June 26 - August 10, 2024

Artists: Kim Benson, Moyra Davey, Justine Di Fiore, David Goldes, Jay Heikes, Pao Houa Her, Alexa Horochowski, Ruben Nusz, JoAnn Verburg

In his short story, Pierre Menard, Author of the Quixote (1939), Jorge Luis Borges discusses the reproduction of a seminal text far removed from the historical and social context of the original. Menard, the titular character, channels his own experience to precisely rewrite chapters of Cervantes’ Don Quixote without directly copying the text. Of course, the Quixote as written by an early twentieth century Frenchmen carries far different meanings and connotations than the Quixote as written by a 16th century Spaniard, and to Borges, Menard’s conceptual project invites a new manner of reading: 

"Menard has (perhaps unwittingly) enriched the slow and rudimentary art of reading by means of a new technique – the technique of deliberate anachronism and fallacious attribution. This technique fills the calmest books with adventure. Attributing Imitatio Christi to Louis Ferdinand Céline or James Joyce – is that not sufficient renovation of those faint spiritual admonitions?"
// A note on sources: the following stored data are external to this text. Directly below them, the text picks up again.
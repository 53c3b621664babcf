// Copyright 2025 Cowboy AI, LLC.

//! The step entity: its persisted record and the state machine that
//! governs its transitions (§4.3).
//!
//! ```text
//! Uninitialized ──create──▶ Created
//! Created ──enqueue──▶ Queued                       (Saga.tick)
//! Created ──(as compensator)──▶ WaitingForCompensation
//! WaitingForCompensation ──enqueue──▶ Queued        (Step.rollback of parent)
//! Queued ──dispatch──▶ Running                      (Dispatcher)
//! Running ──finished(result)──▶ Finished            (Saga.stepFinished)
//! Running ──fail──▶ Failed                          (Saga.stepFailed, dispatcher)
//! Finished ──rollback──▶ RolledBack                 (Saga.stepFailed cascade)
//! ```

use serde::{Deserialize, Serialize};

use crate::error::{OrchestratorError, Result};
use crate::record::RecordStore;

/// Status of a [`StepRecord`].
#[derive(Debug, Clone, Copy, PartialEq, Eq, Serialize, Deserialize)]
pub enum StepStatus {
    /// Not yet persisted.
    Uninitialized,
    /// Persisted, waiting on its dependencies (if any).
    Created,
    /// A compensator step, persisted but held until its target rolls
    /// back.
    WaitingForCompensation,
    /// Dependencies satisfied, waiting for a dispatcher slot.
    Queued,
    /// Claimed by the dispatcher and handed to a worker.
    Running,
    /// The worker reported success.
    Finished,
    /// The worker reported failure, or the dispatcher could not resolve
    /// the worker. Terminal.
    Failed,
    /// Undone as part of a saga's compensation cascade. Terminal.
    RolledBack,
}

impl StepStatus {
    /// Whether a step's dependency in this status counts as "satisfied"
    /// for the purposes of `enqueue` (§4.3) and saga readiness (§4.4).
    pub fn satisfies_dependency(self) -> bool {
        matches!(self, StepStatus::Finished | StepStatus::RolledBack)
    }
}

/// The persisted shape of a step.
#[derive(Debug, Clone, PartialEq, Serialize, Deserialize)]
pub struct StepRecord {
    /// Id, unique within the owning saga. Empty until the first
    /// `create` round-trip assigns it.
    #[serde(default)]
    pub id: String,
    /// Name of the worker that will execute this step.
    pub worker_name: String,
    /// Fixed arguments supplied at creation.
    pub args: Vec<serde_json::Value>,
    /// Ids of steps in the same saga this step depends on, in
    /// declaration order.
    #[serde(default)]
    pub depends_on: Vec<String>,
    /// Current state-machine status.
    pub status: StepStatus,
    /// Id of the step acting as this step's compensator, if any.
    #[serde(default)]
    pub compensator_id: Option<String>,
    /// Result produced by the worker on success.
    #[serde(default)]
    pub result: Option<serde_json::Value>,
    /// Results of `depends_on` steps, positionally aligned, captured at
    /// the moment this step was enqueued.
    #[serde(default)]
    pub dependency_args: Vec<serde_json::Value>,
}

/// A handle to one step's row in its saga's step table.
///
/// Cheap to clone: it's a table name and an id over a shared
/// [`RecordStore`].
#[derive(Clone)]
pub struct Step {
    records: RecordStore<StepRecord>,
    table: String,
    /// The step's id within its saga.
    pub id: String,
}

impl Step {
    pub(crate) fn new(records: RecordStore<StepRecord>, table: String, id: String) -> Self {
        Self { records, table, id }
    }

    /// Fetch the current persisted record.
    pub async fn record(&self) -> Result<StepRecord> {
        self.records
            .get(&self.table, &self.id)
            .await?
            .ok_or_else(|| OrchestratorError::NotFound {
                entity: "step",
                id: self.id.clone(),
                saga_id: self.table.clone(),
            })
    }

    /// Create a new step record under `table`, owned by the caller's
    /// saga. `status` is `Created` for an ordinary step or
    /// `WaitingForCompensation` for a compensator.
    pub(crate) async fn create_from_saga(
        records: RecordStore<StepRecord>,
        table: String,
        worker_name: String,
        args: Vec<serde_json::Value>,
        depends_on: Vec<String>,
        status: StepStatus,
    ) -> Result<Step> {
        let record = StepRecord {
            id: String::new(),
            worker_name,
            args,
            depends_on,
            status,
            compensator_id: None,
            result: None,
            dependency_args: Vec::new(),
        };
        let stored = records.create(&table, record).await?;
        Ok(Step::new(records, table, stored.id))
    }

    /// Create a new step that compensates this one: `depends_on =
    /// [self.id]`, initial status `WaitingForCompensation`. Patches this
    /// step's `compensator_id` to point at it.
    pub async fn attach_compensator(
        &self,
        worker_name: impl Into<String>,
        args: Vec<serde_json::Value>,
    ) -> Result<Step> {
        let current = self.record().await?;
        if current.id.is_empty() {
            return Err(OrchestratorError::UninitializedEntity(
                "attach_compensator called on a step with no id".into(),
            ));
        }

        let compensator = Step::create_from_saga(
            self.records.clone(),
            self.table.clone(),
            worker_name.into(),
            args,
            vec![current.id.clone()],
            StepStatus::WaitingForCompensation,
        )
        .await?;

        self.records
            .update(
                &self.table,
                &self.id,
                serde_json::json!({ "compensator_id": compensator.id }),
            )
            .await?;

        Ok(compensator)
    }

    /// Promote this step to `Queued`, collecting its dependencies'
    /// results into `dependency_args` in declaration order.
    ///
    /// Fails with [`OrchestratorError::InvariantViolation`] if any
    /// dependency is not yet `Finished` or `RolledBack` — the saga's
    /// `tick` is expected to only call this on ready steps.
    pub async fn enqueue(&self) -> Result<StepRecord> {
        let current = self.record().await?;

        let dep_records = self
            .records
            .get_multiple(&self.table, &current.depends_on)
            .await?;

        let mut dependency_args = Vec::with_capacity(current.depends_on.len());
        for (dep_id, dep) in current.depends_on.iter().zip(dep_records) {
            let dep = dep.ok_or_else(|| OrchestratorError::NotFound {
                entity: "step",
                id: dep_id.clone(),
                saga_id: self.table.clone(),
            })?;
            if !dep.status.satisfies_dependency() {
                return Err(OrchestratorError::InvariantViolation(format!(
                    "step {} cannot enqueue: dependency {} is {:?}, not Finished/RolledBack",
                    current.id, dep_id, dep.status
                )));
            }
            dependency_args.push(dep.result.clone().unwrap_or(serde_json::Value::Null));
        }

        self.records
            .update(
                &self.table,
                &self.id,
                serde_json::json!({
                    "status": StepStatus::Queued,
                    "dependency_args": dependency_args,
                }),
            )
            .await
    }

    /// Record the worker's successful result and transition to
    /// `Finished`.
    pub async fn finished(&self, result: Option<serde_json::Value>) -> Result<StepRecord> {
        let mut patch = serde_json::json!({ "status": StepStatus::Finished });
        if let Some(result) = result {
            patch["result"] = result;
        }
        self.records.update(&self.table, &self.id, patch).await
    }

    /// Transition a `Queued` step to `Running`. Called by the dispatcher
    /// immediately before handing the step to its worker (§4.5); not
    /// part of the state machine driven by the saga itself.
    pub(crate) async fn records_update_running(&self) -> Result<StepRecord> {
        self.records
            .update(
                &self.table,
                &self.id,
                serde_json::json!({ "status": StepStatus::Running }),
            )
            .await
    }

    /// Transition to `Failed`.
    pub async fn fail(&self) -> Result<StepRecord> {
        self.records
            .update(
                &self.table,
                &self.id,
                serde_json::json!({ "status": StepStatus::Failed }),
            )
            .await
    }

    /// Transition to `RolledBack`. If a compensator is attached, enqueue
    /// it — its sole dependency (this step) is now `RolledBack`, which
    /// satisfies its `enqueue` precondition.
    pub async fn rollback(&self) -> Result<StepRecord> {
        let updated = self
            .records
            .update(
                &self.table,
                &self.id,
                serde_json::json!({ "status": StepStatus::RolledBack }),
            )
            .await?;

        if let Some(compensator_id) = &updated.compensator_id {
            let compensator = Step::new(self.records.clone(), self.table.clone(), compensator_id.clone());
            compensator.enqueue().await?;
        }

        Ok(updated)
    }
}

#[cfg(test)]
mod tests {
    use super::*;
    use crate::store::memory::InMemoryStore;
    use pretty_assertions::assert_eq;
    use std::sync::Arc;
    use test_case::test_case;

    fn steps_for(saga_id: &str) -> (RecordStore<StepRecord>, String) {
        let records = RecordStore::new(Arc::new(InMemoryStore::new()), "ns");
        (records, format!("saga_step_{saga_id}"))
    }

    #[test_case(StepStatus::Uninitialized => false)]
    #[test_case(StepStatus::Created => false)]
    #[test_case(StepStatus::WaitingForCompensation => false)]
    #[test_case(StepStatus::Queued => false)]
    #[test_case(StepStatus::Running => false)]
    #[test_case(StepStatus::Finished => true)]
    #[test_case(StepStatus::Failed => false)]
    #[test_case(StepStatus::RolledBack => true)]
    fn satisfies_dependency_matches_the_state_table(status: StepStatus) -> bool {
        status.satisfies_dependency()
    }

    #[tokio::test]
    async fn enqueue_with_no_dependencies_succeeds_immediately() {
        let (records, table) = steps_for("s1");
        let step = Step::create_from_saga(
            records,
            table,
            "W".into(),
            vec![serde_json::json!("x")],
            vec![],
            StepStatus::Created,
        )
        .await
        .unwrap();

        let enqueued = step.enqueue().await.unwrap();
        assert_eq!(enqueued.status, StepStatus::Queued);
        assert!(enqueued.dependency_args.is_empty());
    }

    #[tokio::test]
    async fn enqueue_rejects_unsatisfied_dependency() {
        let (records, table) = steps_for("s1");
        let parent = Step::create_from_saga(
            records.clone(),
            table.clone(),
            "W".into(),
            vec![],
            vec![],
            StepStatus::Created,
        )
        .await
        .unwrap();
        let child = Step::create_from_saga(
            records,
            table,
            "W".into(),
            vec![],
            vec![parent.id.clone()],
            StepStatus::Created,
        )
        .await
        .unwrap();

        let err = child.enqueue().await.unwrap_err();
        assert!(matches!(err, OrchestratorError::InvariantViolation(_)));
    }

    #[tokio::test]
    async fn enqueue_collects_dependency_results_in_order() {
        let (records, table) = steps_for("s1");
        let dep1 = Step::create_from_saga(
            records.clone(),
            table.clone(),
            "W".into(),
            vec![],
            vec![],
            StepStatus::Created,
        )
        .await
        .unwrap();
        let dep2 = Step::create_from_saga(
            records.clone(),
            table.clone(),
            "W".into(),
            vec![],
            vec![],
            StepStatus::Created,
        )
        .await
        .unwrap();
        dep1.finished(Some(serde_json::json!({"a": 1}))).await.unwrap();
        dep2.finished(Some(serde_json::json!({"b": 2}))).await.unwrap();

        let child = Step::create_from_saga(
            records,
            table,
            "W".into(),
            vec![],
            vec![dep1.id.clone(), dep2.id.clone()],
            StepStatus::Created,
        )
        .await
        .unwrap();

        let enqueued = child.enqueue().await.unwrap();
        assert_eq!(
            enqueued.dependency_args,
            vec![serde_json::json!({"a": 1}), serde_json::json!({"b": 2})]
        );
    }

    #[tokio::test]
    async fn rollback_enqueues_attached_compensator_with_parent_result() {
        let (records, table) = steps_for("s1");
        let parent = Step::create_from_saga(
            records.clone(),
            table.clone(),
            "Create".into(),
            vec![],
            vec![],
            StepStatus::Created,
        )
        .await
        .unwrap();
        parent.finished(Some(serde_json::json!({"id": 42}))).await.unwrap();

        let compensator = parent.attach_compensator("Destroy", vec![]).await.unwrap();

        parent.rollback().await.unwrap();

        let compensator_record = compensator.record().await.unwrap();
        assert_eq!(compensator_record.status, StepStatus::Queued);
        assert_eq!(
            compensator_record.dependency_args,
            vec![serde_json::json!({"id": 42})]
        );
    }
}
Discursive questions surrounding authorship and context lie at the root of Menard; the same have been contemplated throughout the history of art. As in literature, time is all important: contemporary art exists in a Heraclitean swirl of discussion and context that is constantly in flux.

"Every artist works relentlessly to shed the irresistible references of their idols, some more than others, but those influences never truly go away. They are ghosts that forever haunt the artist and without constant exorcisms they become too seductive to ignore, usually grabbing hold every once-in-a-while for a Faustian pas de deux - a bargain that is a simple one; material pleasures over spiritual ones, resulting in a derivative, didactic conduit instead of an original, abstract belief system. But maybe originality is overrated or a flat out myth..." (Jay Heikes)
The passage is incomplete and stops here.